Got a mental illness?
Uh, check please!
Pacing nonstop, especially while listening to music
An inability to relate to peers
Relating to fictional characters more than your peers
You want to do something? Too bad. You’ll think about how much you want to do something while in bed not doing anything. You will continue to do nothing for hours.
Alcohol? Yeah, that’s your best friend now
Wanting to have friends and interact with them while simultaneously wanting to isolate yourself
A slight inconvenience? More like: time to commit suicide
Oh, what’s that? Drugs? Or more specifically, a way to overcome your dissociation and feel something? Great! Or alternatively… maybe you’ll feel nothing to combat your intense emotions!
Repeating the same actions over and over to comfort yourself (rocking back and forth, drawing the same drawing over and over, researching something for hours, taking multiple baths or showers in one night)
Candles? They’re magical
Overthinking every little thing.
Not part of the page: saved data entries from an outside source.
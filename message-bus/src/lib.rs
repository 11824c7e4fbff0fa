//! In-process message bus
//!
//! Outbound notification channel for the surety engine:
//! - Typed envelope with routing subject and JSON payload
//! - Broadcast fan-out to any number of subscribers
//! - Subscribers filter by message type and can be consumed as streams
//! - Observability via Prometheus metrics
//!
//! Publishing never depends on a listener being attached.

#![forbid(unsafe_code)]
#![warn(missing_docs, rust_2018_idioms)]

pub mod error;
pub mod message;
pub mod metrics;
pub mod publisher;
pub mod subscriber;
pub mod types;

pub use error::{Error, Result};
pub use message::Message;
pub use publisher::{InMemoryBus, Publisher, DEFAULT_CHANNEL_CAPACITY};
pub use subscriber::{MessageFilter, MessageHandler, Subscriber};
pub use types::{MessageType, PartitionKey};
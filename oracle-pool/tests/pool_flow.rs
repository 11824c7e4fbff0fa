//! Simulated pool answering live status requests over the bus

use ledger_core::{Address, DepartureStatusCode, InsuranceState};
use message_bus::{InMemoryBus, MessageFilter, MessageType};
use oracle_pool::{OraclePool, PoolConfig};
use rust_decimal::Decimal;
use rust_decimal_macros::dec;
use std::sync::Arc;
use std::time::Duration;
use surety_engine::{
    spawn_engine_actor, Config, EngineHandle, FlightStatusInfo, SequenceIndexSource, SuretyEngine,
};

const NOW: i64 = 1_700_000_000;
const DEPARTURE: i64 = 1_700_086_400;
const FLIGHT: &str = "ND1309";

/// Every index draw yields 2, so all oracles hold [2, 3, 4] and rounds use index 2
async fn setup(pool_config: PoolConfig) -> (EngineHandle, Arc<InMemoryBus>, Arc<OraclePool>, Address) {
    let config = Config::default();
    let owner = config.ledger.owner.clone();
    let engine = SuretyEngine::with_index_source(config, Box::new(SequenceIndexSource::new([2])))
        .unwrap();
    let bus = Arc::new(InMemoryBus::new());
    let handle = spawn_engine_actor(engine, bus.clone(), 64);

    let pool = Arc::new(
        OraclePool::register(handle.clone(), &pool_config)
            .await
            .unwrap(),
    );
    pool.clone().spawn(&bus);

    (handle, bus, pool, owner)
}

fn pool_config(oracles: usize, late_fraction: f64) -> PoolConfig {
    PoolConfig {
        oracles,
        late_fraction,
        seed: Some(11),
        ..PoolConfig::default()
    }
}

#[tokio::test]
async fn late_pool_credits_insured_passenger() {
    let (handle, bus, pool, owner) = setup(pool_config(6, 1.0)).await;
    assert_eq!(pool.holders(2), 6);

    let passenger = Address::new("0xpassenger");
    let flight_id = handle
        .register_flight_at(FLIGHT, DEPARTURE, owner.clone(), NOW)
        .await
        .unwrap();
    let insurance = handle
        .buy_insurance(flight_id, dec!(1), passenger.clone())
        .await
        .unwrap();

    let mut status_info = bus.subscribe(
        "test-status",
        MessageFilter::only([MessageType::FlightStatusInfo]),
    );

    let ticket = handle
        .request_status(owner, FLIGHT, DEPARTURE, passenger.clone())
        .await
        .unwrap();

    let message = tokio::time::timeout(Duration::from_secs(5), status_info.recv())
        .await
        .unwrap()
        .unwrap();
    let info: FlightStatusInfo = message.decode_payload().unwrap();
    assert_eq!(info.round_id, ticket.round_id);
    assert_eq!(info.status, DepartureStatusCode::LateAirline);
    assert!(info.effect_applied);

    assert_eq!(
        handle.get_credited_amount(passenger).await.unwrap(),
        dec!(1.5)
    );
    assert_eq!(
        handle.get_insurance(insurance).await.unwrap().state,
        InsuranceState::Credited
    );
    assert!(handle.check_solvency().await.unwrap());

    // Exactly one resolution no matter how many oracles answered
    tokio::time::sleep(Duration::from_millis(100)).await;
    assert!(status_info.try_recv().unwrap().is_none());
}

#[tokio::test]
async fn random_pool_resolves_once() {
    let (handle, bus, _pool, owner) = setup(pool_config(13, 0.0)).await;
    let passenger = Address::new("0xpassenger");
    let flight_id = handle
        .register_flight_at(FLIGHT, DEPARTURE, owner.clone(), NOW)
        .await
        .unwrap();
    handle
        .buy_insurance(flight_id, dec!(0.4), passenger.clone())
        .await
        .unwrap();

    let mut reports = bus.subscribe("test-reports", MessageFilter::only([MessageType::OracleReport]));
    let ticket = handle
        .request_status(owner, FLIGHT, DEPARTURE, passenger.clone())
        .await
        .unwrap();

    // Thirteen oracles over six codes: some code always reaches three votes
    let mut received = 0;
    while let Ok(Ok(_)) = tokio::time::timeout(Duration::from_millis(500), reports.recv()).await {
        received += 1;
    }
    assert!(received >= 3);

    let round = handle.round(ticket.round_id).await.unwrap().unwrap();
    let status = round.resolved_code().unwrap();

    let flight = handle.get_flight(flight_id).await.unwrap();
    let credited = handle.get_credited_amount(passenger).await.unwrap();
    if status == DepartureStatusCode::Unknown {
        assert_eq!(flight.departure_status_code, DepartureStatusCode::Unknown);
        assert_eq!(credited, Decimal::ZERO);
    } else {
        assert_eq!(flight.departure_status_code, status);
        if status.is_compensable() {
            assert_eq!(credited, dec!(0.6));
        } else {
            assert_eq!(credited, Decimal::ZERO);
        }
    }
}

#[tokio::test]
async fn request_for_unknown_flight_is_rejected() {
    let (handle, _bus, _pool, owner) = setup(pool_config(3, 1.0)).await;

    let err = handle
        .request_status(owner.clone(), "XX0000", DEPARTURE, owner)
        .await
        .unwrap_err();
    assert_eq!(err.category(), ledger_core::ErrorCategory::NotFound);
}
Overthinking every little action, unable to stop thinking about that action at night
Original characters? Did you mean: the embodiment of my mental illnesses?
Afraid to ask questions because you have a fear of rejection or you fear a negative response
What did you just hear? Nothing? Something? Singing? Crying? Ringing? I swear I heard something!
The internet? That’s your only source of happiness
You sleep too much or not eough
Can I trust my own thoughts?
I must please everyone and if I don’t I’m a horrible person!
“No” isn’t in my vocabulary. Yes, of course I can do what you want! No matter how it inconveniences me!
Music is your savior
It’s cold outside? Below freezing? Too bad, all I wear is shorts and t-shirts in public and I don’t feel bad.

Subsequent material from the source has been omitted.